=== Material to process ===

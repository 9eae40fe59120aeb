//! In-memory repository double for service tests

use std::collections::BTreeMap;
use std::sync::{Arc, Mutex};

use async_trait::async_trait;
use chrono::{DateTime, TimeZone, Utc};

use crate::db::{
    AdvertRepository, CategoryRepository, DbError, DealRepository, LikedRepository, UserRepository,
};
use crate::models::{
    Advert, AdvertWithCategoryDto, Category, Deal, Liked, NewAdvert, NewUser, User,
    CATEGORY_NOT_FOUND, DEAL_PENDING, DEFAULT_DEAL_ADDRESS, STATUS_ACTIVE,
};

#[derive(Default)]
struct State {
    next_id: i64,
    categories: BTreeMap<i64, String>,
    adverts: Vec<Advert>,
    likes: Vec<Liked>,
    deals: Vec<Deal>,
    users: Vec<User>,
    search_calls: usize,
    leak_flags: bool,
}

impl State {
    fn next_id(&mut self) -> i64 {
        self.next_id += 1;
        self.next_id
    }

    /// Strictly increasing timestamps so newest-first ordering is stable.
    fn stamp(&self) -> DateTime<Utc> {
        Utc.timestamp_opt(1_700_000_000 + self.next_id, 0).unwrap()
    }

    fn newest_first(mut adverts: Vec<Advert>) -> Vec<Advert> {
        adverts.sort_by(|a, b| b.date_created.cmp(&a.date_created));
        adverts
    }

    fn feed_row(&self, advert: &Advert, viewer_id: Option<i64>, with_created: bool) -> AdvertWithCategoryDto {
        let mut row = AdvertWithCategoryDto::from_advert(advert.clone());
        row.category_name = self.categories.get(&advert.id_category).cloned();
        row.seller_name = self
            .users
            .iter()
            .find(|u| u.id == advert.id_seller)
            .map(|u| u.fio.clone());

        if self.leak_flags {
            row.is_favorite = true;
            row.is_bought = true;
            row.is_created = true;
        } else if let Some(viewer) = viewer_id {
            row.is_favorite = self.likes.iter().any(|l| l.id_customer == viewer && l.id_advert == advert.id);
            row.is_bought = self.deals.iter().any(|d| d.id_customer == viewer && d.id_advert == advert.id);
            row.is_created = with_created && advert.id_seller == viewer;
        }
        row
    }
}

#[derive(Default)]
pub struct MemoryStore {
    state: Mutex<State>,
}

impl MemoryStore {
    pub fn new() -> Arc<Self> {
        Arc::new(Self::default())
    }

    pub fn with_category(id: i64, name: &str) -> Arc<Self> {
        let store = Self::new();
        store.add_category(id, name);
        store
    }

    pub fn add_category(&self, id: i64, name: &str) {
        self.state.lock().unwrap().categories.insert(id, name.to_string());
    }

    /// Insert an advert directly and return its id.
    pub fn seed_advert(&self, content: &str, id_category: i64, id_seller: i64) -> i64 {
        let mut state = self.state.lock().unwrap();
        let id = state.next_id();
        let date_created = state.stamp();
        state.adverts.push(Advert {
            id,
            content: content.to_string(),
            description: String::new(),
            id_category,
            price: 100,
            status: STATUS_ACTIVE,
            id_seller,
            date_created,
        });
        id
    }

    pub fn seed_like(&self, id_customer: i64, id_advert: i64) {
        let mut state = self.state.lock().unwrap();
        let id = state.next_id();
        let date_created = state.stamp();
        state.likes.push(Liked {
            id,
            id_customer,
            id_advert,
            date_created,
        });
    }

    /// Make feed queries return every flag set, regardless of viewer.
    pub fn leak_flags(&self, leak: bool) {
        self.state.lock().unwrap().leak_flags = leak;
    }

    pub fn search_calls(&self) -> usize {
        self.state.lock().unwrap().search_calls
    }

    pub fn user_count(&self) -> usize {
        self.state.lock().unwrap().users.len()
    }
}

#[async_trait]
impl AdvertRepository for MemoryStore {
    async fn create(&self, advert: &NewAdvert) -> Result<Option<Advert>, DbError> {
        let mut state = self.state.lock().unwrap();
        if !state.categories.contains_key(&advert.id_category) {
            return Ok(None);
        }
        let id = state.next_id();
        let row = Advert {
            id,
            content: advert.content.clone(),
            description: advert.description.clone(),
            id_category: advert.id_category,
            price: advert.price,
            status: advert.status,
            id_seller: advert.id_seller,
            date_created: state.stamp(),
        };
        state.adverts.push(row.clone());
        Ok(Some(row))
    }

    async fn get_by_id(&self, id: i64) -> Result<Option<Advert>, DbError> {
        let state = self.state.lock().unwrap();
        Ok(state.adverts.iter().find(|a| a.id == id).cloned())
    }

    async fn get_all(&self) -> Result<Vec<Advert>, DbError> {
        let state = self.state.lock().unwrap();
        Ok(State::newest_first(state.adverts.clone()))
    }

    async fn get_by_seller(&self, seller_id: i64) -> Result<Vec<Advert>, DbError> {
        let state = self.state.lock().unwrap();
        Ok(State::newest_first(
            state.adverts.iter().filter(|a| a.id_seller == seller_id).cloned().collect(),
        ))
    }

    async fn is_owned_by(&self, seller_id: i64, advert_id: i64) -> Result<bool, DbError> {
        let state = self.state.lock().unwrap();
        Ok(state.adverts.iter().any(|a| a.id == advert_id && a.id_seller == seller_id))
    }

    async fn search(&self, keyword: &str) -> Result<Vec<Advert>, DbError> {
        let mut state = self.state.lock().unwrap();
        state.search_calls += 1;
        let found = state
            .adverts
            .iter()
            .filter(|a| a.content.contains(keyword) || a.description.contains(keyword))
            .cloned()
            .collect();
        Ok(State::newest_first(found))
    }

    async fn filter_by_date_range(
        &self,
        start: DateTime<Utc>,
        end: DateTime<Utc>,
    ) -> Result<Vec<Advert>, DbError> {
        let state = self.state.lock().unwrap();
        Ok(State::newest_first(
            state
                .adverts
                .iter()
                .filter(|a| a.date_created >= start && a.date_created <= end)
                .cloned()
                .collect(),
        ))
    }

    async fn get_by_category(&self, category_id: i64) -> Result<Vec<Advert>, DbError> {
        let state = self.state.lock().unwrap();
        Ok(State::newest_first(
            state.adverts.iter().filter(|a| a.id_category == category_id).cloned().collect(),
        ))
    }

    async fn delete(&self, advert_id: i64, seller_id: i64) -> Result<(), DbError> {
        let mut state = self.state.lock().unwrap();
        state.adverts.retain(|a| !(a.id == advert_id && a.id_seller == seller_id));
        Ok(())
    }

    async fn get_feed(&self, viewer_id: Option<i64>) -> Result<Vec<AdvertWithCategoryDto>, DbError> {
        let state = self.state.lock().unwrap();
        Ok(State::newest_first(state.adverts.clone())
            .iter()
            .map(|a| state.feed_row(a, viewer_id, true))
            .collect())
    }

    async fn get_feed_by_category(
        &self,
        category_id: i64,
        viewer_id: Option<i64>,
    ) -> Result<Vec<AdvertWithCategoryDto>, DbError> {
        let state = self.state.lock().unwrap();
        Ok(State::newest_first(state.adverts.clone())
            .iter()
            .filter(|a| a.id_category == category_id)
            .map(|a| state.feed_row(a, viewer_id, false))
            .collect())
    }
}

#[async_trait]
impl CategoryRepository for MemoryStore {
    async fn get_all(&self) -> Result<Vec<Category>, DbError> {
        let state = self.state.lock().unwrap();
        Ok(state
            .categories
            .iter()
            .map(|(id, name)| Category {
                id: *id,
                name: name.clone(),
            })
            .collect())
    }

    async fn get_name_by_id(&self, id: i64) -> Result<String, DbError> {
        let state = self.state.lock().unwrap();
        Ok(state
            .categories
            .get(&id)
            .cloned()
            .unwrap_or_else(|| CATEGORY_NOT_FOUND.to_string()))
    }
}

#[async_trait]
impl DealRepository for MemoryStore {
    async fn create_deal(&self, customer_id: i64, advert_id: i64) -> Result<Deal, DbError> {
        let mut state = self.state.lock().unwrap();
        if state
            .deals
            .iter()
            .any(|d| d.id_customer == customer_id && d.id_advert == advert_id)
        {
            return Err(DbError::Sqlx(sqlx::Error::Protocol("duplicate deal".into())));
        }
        let id = state.next_id();
        let deal = Deal {
            id,
            id_advert: advert_id,
            id_customer: customer_id,
            date_created: state.stamp(),
            status: DEAL_PENDING,
            address: DEFAULT_DEAL_ADDRESS.to_string(),
        };
        state.deals.push(deal.clone());
        Ok(deal)
    }

    async fn get_deals_by_user(&self, customer_id: i64) -> Result<Vec<Advert>, DbError> {
        let state = self.state.lock().unwrap();
        let bought = state
            .deals
            .iter()
            .filter(|d| d.id_customer == customer_id)
            .filter_map(|d| state.adverts.iter().find(|a| a.id == d.id_advert).cloned())
            .collect();
        Ok(bought)
    }

    async fn is_in_deals(&self, customer_id: i64, advert_id: i64) -> Result<bool, DbError> {
        let state = self.state.lock().unwrap();
        Ok(state
            .deals
            .iter()
            .any(|d| d.id_customer == customer_id && d.id_advert == advert_id))
    }
}

#[async_trait]
impl LikedRepository for MemoryStore {
    async fn add_to_liked(&self, customer_id: i64, advert_id: i64) -> Result<Option<Liked>, DbError> {
        let mut state = self.state.lock().unwrap();
        if state
            .likes
            .iter()
            .any(|l| l.id_customer == customer_id && l.id_advert == advert_id)
        {
            return Ok(None);
        }
        let id = state.next_id();
        let liked = Liked {
            id,
            id_customer: customer_id,
            id_advert: advert_id,
            date_created: state.stamp(),
        };
        state.likes.push(liked.clone());
        Ok(Some(liked))
    }

    async fn remove_from_liked(&self, customer_id: i64, advert_id: i64) -> Result<(), DbError> {
        let mut state = self.state.lock().unwrap();
        state
            .likes
            .retain(|l| !(l.id_customer == customer_id && l.id_advert == advert_id));
        Ok(())
    }

    async fn get_liked_by_user(&self, customer_id: i64) -> Result<Vec<Advert>, DbError> {
        let state = self.state.lock().unwrap();
        Ok(state
            .likes
            .iter()
            .filter(|l| l.id_customer == customer_id)
            .filter_map(|l| state.adverts.iter().find(|a| a.id == l.id_advert).cloned())
            .collect())
    }

    async fn is_liked(&self, customer_id: i64, advert_id: i64) -> Result<bool, DbError> {
        let state = self.state.lock().unwrap();
        Ok(state
            .likes
            .iter()
            .any(|l| l.id_customer == customer_id && l.id_advert == advert_id))
    }
}

#[async_trait]
impl UserRepository for MemoryStore {
    async fn create(&self, user: &NewUser) -> Result<Option<User>, DbError> {
        let mut state = self.state.lock().unwrap();
        if state.users.iter().any(|u| u.email == user.email) {
            return Ok(None);
        }
        let id = state.next_id();
        let row = User {
            id,
            nickname: user.nickname.clone(),
            fio: user.fio.clone(),
            email: user.email.clone(),
            phone_number: user.phone_number.clone(),
            password: user.password_hash.clone(),
            rating: Some(user.rating),
        };
        state.users.push(row.clone());
        Ok(Some(row))
    }

    async fn delete(&self, profile_id: i64) -> Result<bool, DbError> {
        let mut state = self.state.lock().unwrap();
        let before = state.users.len();
        state.users.retain(|u| u.id != profile_id);
        Ok(state.users.len() < before)
    }

    async fn find_by_email(&self, email: &str) -> Result<Option<User>, DbError> {
        let state = self.state.lock().unwrap();
        Ok(state.users.iter().find(|u| u.email == email).cloned())
    }

    async fn find_by_id(&self, profile_id: i64) -> Result<Option<User>, DbError> {
        let state = self.state.lock().unwrap();
        Ok(state.users.iter().find(|u| u.id == profile_id).cloned())
    }
}
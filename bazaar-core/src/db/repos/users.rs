//! User repository
//!
//! A user spans three tables: `profiles` plus the `customers` and `sellers`
//! capability rows keyed by the same profile id. Creation and deletion
//! touch all three inside one transaction.

use std::sync::Arc;

use async_trait::async_trait;
use sqlx::Connection;

use super::{settle_failed, DbError};
use crate::db::Session;
use crate::models::{NewUser, User};

const USER_SELECT: &str = r#"
    SELECT p.id, p.nickname, p.fio, p.email, p.phone_number, p.password, c.rating
    FROM adv.profiles p
    LEFT JOIN adv.customers c ON c.profile_id = p.id
"#;

#[async_trait]
pub trait UserRepository: Send + Sync {
    /// Insert profile, customer and seller rows atomically.
    /// `None` when the email is taken.
    async fn create(&self, user: &NewUser) -> Result<Option<User>, DbError>;

    /// Remove capability rows then the profile. `false` if no profile existed.
    async fn delete(&self, profile_id: i64) -> Result<bool, DbError>;

    async fn find_by_email(&self, email: &str) -> Result<Option<User>, DbError>;

    async fn find_by_id(&self, profile_id: i64) -> Result<Option<User>, DbError>;
}

pub struct PgUserRepository {
    session: Arc<Session>,
}

impl PgUserRepository {
    pub fn new(session: Arc<Session>) -> Self {
        Self { session }
    }
}

#[async_trait]
impl UserRepository for PgUserRepository {
    async fn create(&self, user: &NewUser) -> Result<Option<User>, DbError> {
        let mut conn = self.session.connection().await?;
        let mut tx = Connection::begin(&mut **conn).await?;

        let inserted = async {
            let id: i64 = sqlx::query_scalar(
                r#"
                INSERT INTO adv.profiles (nickname, fio, email, phone_number, password)
                VALUES ($1, $2, $3, $4, $5)
                RETURNING id
                "#,
            )
            .bind(&user.nickname)
            .bind(&user.fio)
            .bind(&user.email)
            .bind(&user.phone_number)
            .bind(&user.password_hash)
            .fetch_one(&mut *tx)
            .await?;

            sqlx::query("INSERT INTO adv.customers (profile_id, rating) VALUES ($1, $2)")
                .bind(id)
                .bind(user.rating)
                .execute(&mut *tx)
                .await?;

            sqlx::query("INSERT INTO adv.sellers (profile_id, rating) VALUES ($1, $2)")
                .bind(id)
                .bind(user.rating)
                .execute(&mut *tx)
                .await?;

            Ok::<_, sqlx::Error>(id)
        }
        .await;

        match inserted {
            Ok(id) => {
                tx.commit().await?;
                tracing::info!(user_id = id, "user created");
                Ok(Some(User {
                    id,
                    nickname: user.nickname.clone(),
                    fio: user.fio.clone(),
                    email: user.email.clone(),
                    phone_number: user.phone_number.clone(),
                    password: user.password_hash.clone(),
                    rating: Some(user.rating),
                }))
            }
            Err(err) => settle_failed(tx, "user.create", err).await,
        }
    }

    async fn delete(&self, profile_id: i64) -> Result<bool, DbError> {
        let mut conn = self.session.connection().await?;
        let mut tx = Connection::begin(&mut **conn).await?;

        let deleted = async {
            // Capability rows first; profiles is referenced by both
            sqlx::query("DELETE FROM adv.customers WHERE profile_id = $1")
                .bind(profile_id)
                .execute(&mut *tx)
                .await?;
            sqlx::query("DELETE FROM adv.sellers WHERE profile_id = $1")
                .bind(profile_id)
                .execute(&mut *tx)
                .await?;
            let profile = sqlx::query("DELETE FROM adv.profiles WHERE id = $1")
                .bind(profile_id)
                .execute(&mut *tx)
                .await?;
            Ok::<_, sqlx::Error>(profile.rows_affected() > 0)
        }
        .await;

        match deleted {
            Ok(existed) => {
                tx.commit().await?;
                tracing::info!(user_id = profile_id, existed, "user deleted");
                Ok(existed)
            }
            Err(err) => Ok(settle_failed(tx, "user.delete", err).await?.unwrap_or(false)),
        }
    }

    async fn find_by_email(&self, email: &str) -> Result<Option<User>, DbError> {
        let mut conn = self.session.connection().await?;
        let user = sqlx::query_as::<_, User>(&format!("{USER_SELECT} WHERE p.email = $1"))
            .bind(email)
            .fetch_optional(&mut **conn)
            .await?;
        Ok(user)
    }

    async fn find_by_id(&self, profile_id: i64) -> Result<Option<User>, DbError> {
        let mut conn = self.session.connection().await?;
        let user = sqlx::query_as::<_, User>(&format!("{USER_SELECT} WHERE p.id = $1"))
            .bind(profile_id)
            .fetch_optional(&mut **conn)
            .await?;
        Ok(user)
    }
}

===

= Task directions =
List, from the entries above, every line in which the word "true" shows up.

= Exercise response =
            row.is_favorite = true;
            row.is_bought = true;
            row.is_created = true;
            .map(|a| state.feed_row(a, viewer_id, true))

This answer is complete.